### Requirement
Begin with the first line of the entries below. Copy each line exactly, stopping after the one that contains "the current selection.".

Records from a data collection
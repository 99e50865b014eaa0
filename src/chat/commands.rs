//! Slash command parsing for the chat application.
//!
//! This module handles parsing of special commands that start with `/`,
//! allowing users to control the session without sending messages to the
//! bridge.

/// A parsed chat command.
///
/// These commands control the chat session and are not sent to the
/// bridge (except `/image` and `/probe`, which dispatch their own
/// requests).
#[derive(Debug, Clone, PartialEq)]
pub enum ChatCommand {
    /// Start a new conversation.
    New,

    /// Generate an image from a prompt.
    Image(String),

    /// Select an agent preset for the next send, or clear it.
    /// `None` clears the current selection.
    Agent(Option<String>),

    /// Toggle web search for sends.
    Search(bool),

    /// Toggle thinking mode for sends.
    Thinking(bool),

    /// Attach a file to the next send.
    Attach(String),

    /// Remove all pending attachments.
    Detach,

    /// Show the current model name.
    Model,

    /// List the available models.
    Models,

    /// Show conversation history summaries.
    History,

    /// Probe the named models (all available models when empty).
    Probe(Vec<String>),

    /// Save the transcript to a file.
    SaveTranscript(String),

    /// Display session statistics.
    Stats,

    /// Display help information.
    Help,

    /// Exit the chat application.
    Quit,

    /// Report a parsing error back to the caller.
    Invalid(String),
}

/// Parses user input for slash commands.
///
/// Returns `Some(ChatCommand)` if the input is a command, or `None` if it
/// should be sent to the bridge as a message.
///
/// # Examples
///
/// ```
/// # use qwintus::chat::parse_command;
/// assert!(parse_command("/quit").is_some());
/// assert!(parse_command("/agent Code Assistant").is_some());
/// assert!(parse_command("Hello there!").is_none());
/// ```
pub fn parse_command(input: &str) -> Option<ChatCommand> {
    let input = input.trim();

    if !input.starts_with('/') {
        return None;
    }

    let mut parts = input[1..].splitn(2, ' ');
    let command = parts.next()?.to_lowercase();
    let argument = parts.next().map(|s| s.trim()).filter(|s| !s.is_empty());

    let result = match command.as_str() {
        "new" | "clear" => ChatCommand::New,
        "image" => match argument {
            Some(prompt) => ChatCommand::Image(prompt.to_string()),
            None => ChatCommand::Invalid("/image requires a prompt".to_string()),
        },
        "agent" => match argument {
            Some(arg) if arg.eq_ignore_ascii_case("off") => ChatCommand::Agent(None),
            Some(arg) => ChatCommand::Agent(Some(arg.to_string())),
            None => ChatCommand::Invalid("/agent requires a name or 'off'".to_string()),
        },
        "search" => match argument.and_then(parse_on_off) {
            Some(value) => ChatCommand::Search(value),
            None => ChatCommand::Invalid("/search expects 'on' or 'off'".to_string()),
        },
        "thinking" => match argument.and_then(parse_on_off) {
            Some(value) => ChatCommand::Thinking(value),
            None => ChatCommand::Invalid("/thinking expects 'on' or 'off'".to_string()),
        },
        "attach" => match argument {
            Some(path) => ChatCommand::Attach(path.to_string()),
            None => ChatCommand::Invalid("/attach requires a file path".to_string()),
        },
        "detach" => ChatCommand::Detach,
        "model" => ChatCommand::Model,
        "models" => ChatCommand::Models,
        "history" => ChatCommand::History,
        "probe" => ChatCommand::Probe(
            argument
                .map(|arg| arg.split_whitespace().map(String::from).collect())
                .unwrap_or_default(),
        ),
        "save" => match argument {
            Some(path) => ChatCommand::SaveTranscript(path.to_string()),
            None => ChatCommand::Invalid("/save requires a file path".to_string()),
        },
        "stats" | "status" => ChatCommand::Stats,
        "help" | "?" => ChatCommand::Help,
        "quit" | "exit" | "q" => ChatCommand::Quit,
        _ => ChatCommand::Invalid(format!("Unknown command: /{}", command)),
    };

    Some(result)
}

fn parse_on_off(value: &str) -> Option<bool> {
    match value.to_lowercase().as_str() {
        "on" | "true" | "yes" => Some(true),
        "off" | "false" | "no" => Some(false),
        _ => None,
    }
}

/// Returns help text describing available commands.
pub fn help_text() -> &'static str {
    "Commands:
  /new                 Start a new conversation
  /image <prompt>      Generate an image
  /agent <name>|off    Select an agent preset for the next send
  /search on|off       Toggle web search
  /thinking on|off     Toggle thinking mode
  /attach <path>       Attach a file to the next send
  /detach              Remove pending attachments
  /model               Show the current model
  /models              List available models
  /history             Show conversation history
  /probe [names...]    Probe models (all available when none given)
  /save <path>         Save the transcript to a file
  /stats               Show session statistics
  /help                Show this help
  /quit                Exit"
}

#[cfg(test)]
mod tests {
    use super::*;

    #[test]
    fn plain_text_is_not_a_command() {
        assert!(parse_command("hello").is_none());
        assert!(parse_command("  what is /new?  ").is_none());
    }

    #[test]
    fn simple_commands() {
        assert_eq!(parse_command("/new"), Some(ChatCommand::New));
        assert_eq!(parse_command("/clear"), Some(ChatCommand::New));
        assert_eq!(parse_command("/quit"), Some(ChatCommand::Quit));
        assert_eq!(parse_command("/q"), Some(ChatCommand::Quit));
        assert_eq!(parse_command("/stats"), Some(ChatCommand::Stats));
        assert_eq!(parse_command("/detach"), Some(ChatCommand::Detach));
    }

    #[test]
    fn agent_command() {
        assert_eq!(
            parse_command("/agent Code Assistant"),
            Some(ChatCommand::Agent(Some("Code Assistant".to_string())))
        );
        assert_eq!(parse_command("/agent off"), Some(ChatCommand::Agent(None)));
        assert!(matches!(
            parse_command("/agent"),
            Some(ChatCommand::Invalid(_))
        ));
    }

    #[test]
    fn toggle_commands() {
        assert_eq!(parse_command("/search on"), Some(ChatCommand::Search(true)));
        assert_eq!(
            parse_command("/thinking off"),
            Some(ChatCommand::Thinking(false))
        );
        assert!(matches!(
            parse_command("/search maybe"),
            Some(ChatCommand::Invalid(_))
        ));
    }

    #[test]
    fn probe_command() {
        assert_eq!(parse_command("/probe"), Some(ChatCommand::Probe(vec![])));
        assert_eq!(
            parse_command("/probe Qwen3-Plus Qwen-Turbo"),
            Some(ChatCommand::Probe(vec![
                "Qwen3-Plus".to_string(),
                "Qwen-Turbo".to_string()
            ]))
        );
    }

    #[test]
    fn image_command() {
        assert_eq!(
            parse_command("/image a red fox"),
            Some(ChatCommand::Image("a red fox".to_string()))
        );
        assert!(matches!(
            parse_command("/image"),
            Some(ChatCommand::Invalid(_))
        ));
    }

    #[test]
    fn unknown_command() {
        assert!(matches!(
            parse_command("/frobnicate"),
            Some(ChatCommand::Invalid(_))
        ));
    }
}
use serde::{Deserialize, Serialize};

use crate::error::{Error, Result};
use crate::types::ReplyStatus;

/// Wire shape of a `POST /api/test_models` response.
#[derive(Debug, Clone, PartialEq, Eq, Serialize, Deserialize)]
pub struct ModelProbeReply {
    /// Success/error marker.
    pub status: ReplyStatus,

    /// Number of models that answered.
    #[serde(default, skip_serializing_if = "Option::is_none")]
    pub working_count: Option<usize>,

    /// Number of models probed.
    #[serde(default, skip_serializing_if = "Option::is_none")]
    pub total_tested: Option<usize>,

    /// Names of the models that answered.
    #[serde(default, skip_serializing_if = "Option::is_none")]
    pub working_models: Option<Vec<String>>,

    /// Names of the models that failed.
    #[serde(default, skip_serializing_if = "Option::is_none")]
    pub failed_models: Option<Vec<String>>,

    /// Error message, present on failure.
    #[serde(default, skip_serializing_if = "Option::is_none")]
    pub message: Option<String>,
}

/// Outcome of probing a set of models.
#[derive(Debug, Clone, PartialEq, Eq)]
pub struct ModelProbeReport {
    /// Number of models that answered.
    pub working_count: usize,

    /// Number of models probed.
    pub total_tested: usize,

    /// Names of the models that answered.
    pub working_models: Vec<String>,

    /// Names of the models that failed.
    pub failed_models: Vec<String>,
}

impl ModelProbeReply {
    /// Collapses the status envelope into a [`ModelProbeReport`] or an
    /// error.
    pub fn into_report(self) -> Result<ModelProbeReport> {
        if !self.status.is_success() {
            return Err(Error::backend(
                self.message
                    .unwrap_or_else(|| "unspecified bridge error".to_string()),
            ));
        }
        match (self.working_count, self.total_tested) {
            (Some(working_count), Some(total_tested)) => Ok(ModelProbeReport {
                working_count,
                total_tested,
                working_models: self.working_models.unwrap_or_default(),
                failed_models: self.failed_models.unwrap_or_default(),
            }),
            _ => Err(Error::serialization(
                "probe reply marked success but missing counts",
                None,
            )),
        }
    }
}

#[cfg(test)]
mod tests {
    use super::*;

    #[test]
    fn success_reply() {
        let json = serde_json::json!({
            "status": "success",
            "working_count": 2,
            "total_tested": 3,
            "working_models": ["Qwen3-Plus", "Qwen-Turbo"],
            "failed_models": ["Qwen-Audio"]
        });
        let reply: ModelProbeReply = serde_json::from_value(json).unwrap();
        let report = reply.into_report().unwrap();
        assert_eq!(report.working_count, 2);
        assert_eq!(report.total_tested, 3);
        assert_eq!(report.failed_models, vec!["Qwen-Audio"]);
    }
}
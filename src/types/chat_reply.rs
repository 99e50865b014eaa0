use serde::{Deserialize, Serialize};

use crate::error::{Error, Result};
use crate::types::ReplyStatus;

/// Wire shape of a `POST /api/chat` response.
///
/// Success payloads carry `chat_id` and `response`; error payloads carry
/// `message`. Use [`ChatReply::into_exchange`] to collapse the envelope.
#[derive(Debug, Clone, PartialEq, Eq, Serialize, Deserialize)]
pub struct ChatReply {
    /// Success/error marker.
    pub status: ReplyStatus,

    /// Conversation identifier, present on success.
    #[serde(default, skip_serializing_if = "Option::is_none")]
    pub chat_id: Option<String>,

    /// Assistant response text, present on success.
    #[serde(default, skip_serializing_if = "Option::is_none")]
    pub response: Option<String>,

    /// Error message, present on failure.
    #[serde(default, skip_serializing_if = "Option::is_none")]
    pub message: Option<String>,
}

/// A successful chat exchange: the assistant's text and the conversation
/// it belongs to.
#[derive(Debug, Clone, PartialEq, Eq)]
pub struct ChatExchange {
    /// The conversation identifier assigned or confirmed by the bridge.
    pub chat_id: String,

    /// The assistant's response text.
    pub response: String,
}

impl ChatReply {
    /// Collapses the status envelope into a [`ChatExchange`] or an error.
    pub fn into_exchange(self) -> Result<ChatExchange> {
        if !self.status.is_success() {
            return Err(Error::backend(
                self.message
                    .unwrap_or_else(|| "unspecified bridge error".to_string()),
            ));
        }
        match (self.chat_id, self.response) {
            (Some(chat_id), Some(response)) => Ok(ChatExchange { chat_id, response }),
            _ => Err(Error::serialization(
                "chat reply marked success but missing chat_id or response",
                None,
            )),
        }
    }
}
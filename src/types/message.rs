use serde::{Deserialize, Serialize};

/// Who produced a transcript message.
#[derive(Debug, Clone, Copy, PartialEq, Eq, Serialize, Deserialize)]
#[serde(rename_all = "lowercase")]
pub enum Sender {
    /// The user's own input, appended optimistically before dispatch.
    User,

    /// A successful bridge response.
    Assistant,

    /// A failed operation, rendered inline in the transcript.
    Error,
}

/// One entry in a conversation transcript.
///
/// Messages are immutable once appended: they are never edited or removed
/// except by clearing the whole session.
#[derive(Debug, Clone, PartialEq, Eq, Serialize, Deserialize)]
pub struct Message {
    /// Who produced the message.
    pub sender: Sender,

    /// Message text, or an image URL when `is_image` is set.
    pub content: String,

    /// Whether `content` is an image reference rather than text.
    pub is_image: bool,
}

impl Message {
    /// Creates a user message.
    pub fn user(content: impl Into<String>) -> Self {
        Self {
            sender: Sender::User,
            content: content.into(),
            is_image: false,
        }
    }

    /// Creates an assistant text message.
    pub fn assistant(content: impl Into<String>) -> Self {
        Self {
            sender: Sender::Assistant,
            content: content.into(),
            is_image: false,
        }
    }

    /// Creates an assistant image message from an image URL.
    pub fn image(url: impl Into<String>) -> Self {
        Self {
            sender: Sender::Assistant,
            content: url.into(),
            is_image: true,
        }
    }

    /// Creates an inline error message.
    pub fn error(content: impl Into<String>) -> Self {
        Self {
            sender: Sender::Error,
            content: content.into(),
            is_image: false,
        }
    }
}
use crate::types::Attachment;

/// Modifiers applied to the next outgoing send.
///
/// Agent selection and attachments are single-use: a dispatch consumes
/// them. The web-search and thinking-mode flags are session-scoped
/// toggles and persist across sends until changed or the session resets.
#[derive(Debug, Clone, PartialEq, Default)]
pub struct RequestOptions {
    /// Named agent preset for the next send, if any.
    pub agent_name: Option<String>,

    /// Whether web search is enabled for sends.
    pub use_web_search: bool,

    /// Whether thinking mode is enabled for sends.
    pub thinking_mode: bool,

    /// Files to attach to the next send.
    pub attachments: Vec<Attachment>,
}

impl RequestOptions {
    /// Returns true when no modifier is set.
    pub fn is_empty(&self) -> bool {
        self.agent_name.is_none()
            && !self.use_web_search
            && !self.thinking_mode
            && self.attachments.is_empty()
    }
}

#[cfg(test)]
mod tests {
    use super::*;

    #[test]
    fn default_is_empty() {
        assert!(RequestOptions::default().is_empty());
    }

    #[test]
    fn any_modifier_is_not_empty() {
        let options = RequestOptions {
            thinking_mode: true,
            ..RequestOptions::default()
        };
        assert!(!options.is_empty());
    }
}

### Answer for the task
repository 99e50865b014eaa0
filename src/chat/commands.rs
//! Slash command parsing for the chat application.
//!
//! This module handles parsing of special commands that start with `/`,
//! allowing users to control the session without sending messages to the
//! bridge.

/// A parsed chat command.
///
/// These commands control the chat session and are not sent to the
/// bridge (except `/image` and `/probe`, which dispatch their own
/// requests).
#[derive(Debug, Clone, PartialEq)]
pub enum ChatCommand {
    /// Start a new conversation.
    New,

    /// Generate an image from a prompt.
    Image(String),

    /// Select an agent preset for the next send, or clear it.
    /// `None` clears the current selection.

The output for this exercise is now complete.